__Exercise aim__
Report all lines of the records that contain "password".

__Data records__

__________

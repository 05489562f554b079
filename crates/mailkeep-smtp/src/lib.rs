//! # mailkeep-smtp
//!
//! SMTP submission client: greeting, EHLO, STARTTLS, AUTH LOGIN and the
//! MAIL FROM / RCPT TO / DATA transaction.
//!
//! ## Features
//!
//! - **Implicit TLS or STARTTLS**: port 465 speaks TLS from the first byte;
//!   other ports upgrade after the first EHLO when TLS is requested
//! - **Multi-line replies**: a reply is complete at the first line whose code
//!   is followed by a space, however the bytes were split on the wire
//! - **Safe DATA**: line endings are normalized to CRLF and leading dots are
//!   stuffed before the terminating `.` line
//! - **Credential redaction**: the AUTH password is logged as `[redacted]`
//!
//! ## Quick Start
//!
//! ```ignore
//! use mailkeep_smtp::SmtpClient;
//! use mailkeep_transport::ServerConfig;
//!
//! let mut client = SmtpClient::new(ServerConfig::submission("smtp.example.com", 587, true));
//! client.connect().await?;
//! client.handshake("client.example.com").await?;
//! client.login("alice@example.com", "password").await?;
//!
//! client
//!     .send_mail("alice@example.com", &["bob@example.com"], &rfc5322_text)
//!     .await?;
//! client.disconnect().await;
//! ```

#![warn(missing_docs)]
#![warn(clippy::all)]
#![warn(clippy::pedantic)]
#![forbid(unsafe_code)]

pub mod client;
pub mod command;
pub mod error;
pub mod reply;

pub use client::{SmtpClient, State};
pub use command::{Command, encode_data};
pub use error::{Error, Result};
pub use reply::{Reply, ReplyCode};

__________

__Expected output__
//! - **Credential redaction**: the AUTH password is logged as `[redacted]`
//! client.login("alice@example.com", "password").await?;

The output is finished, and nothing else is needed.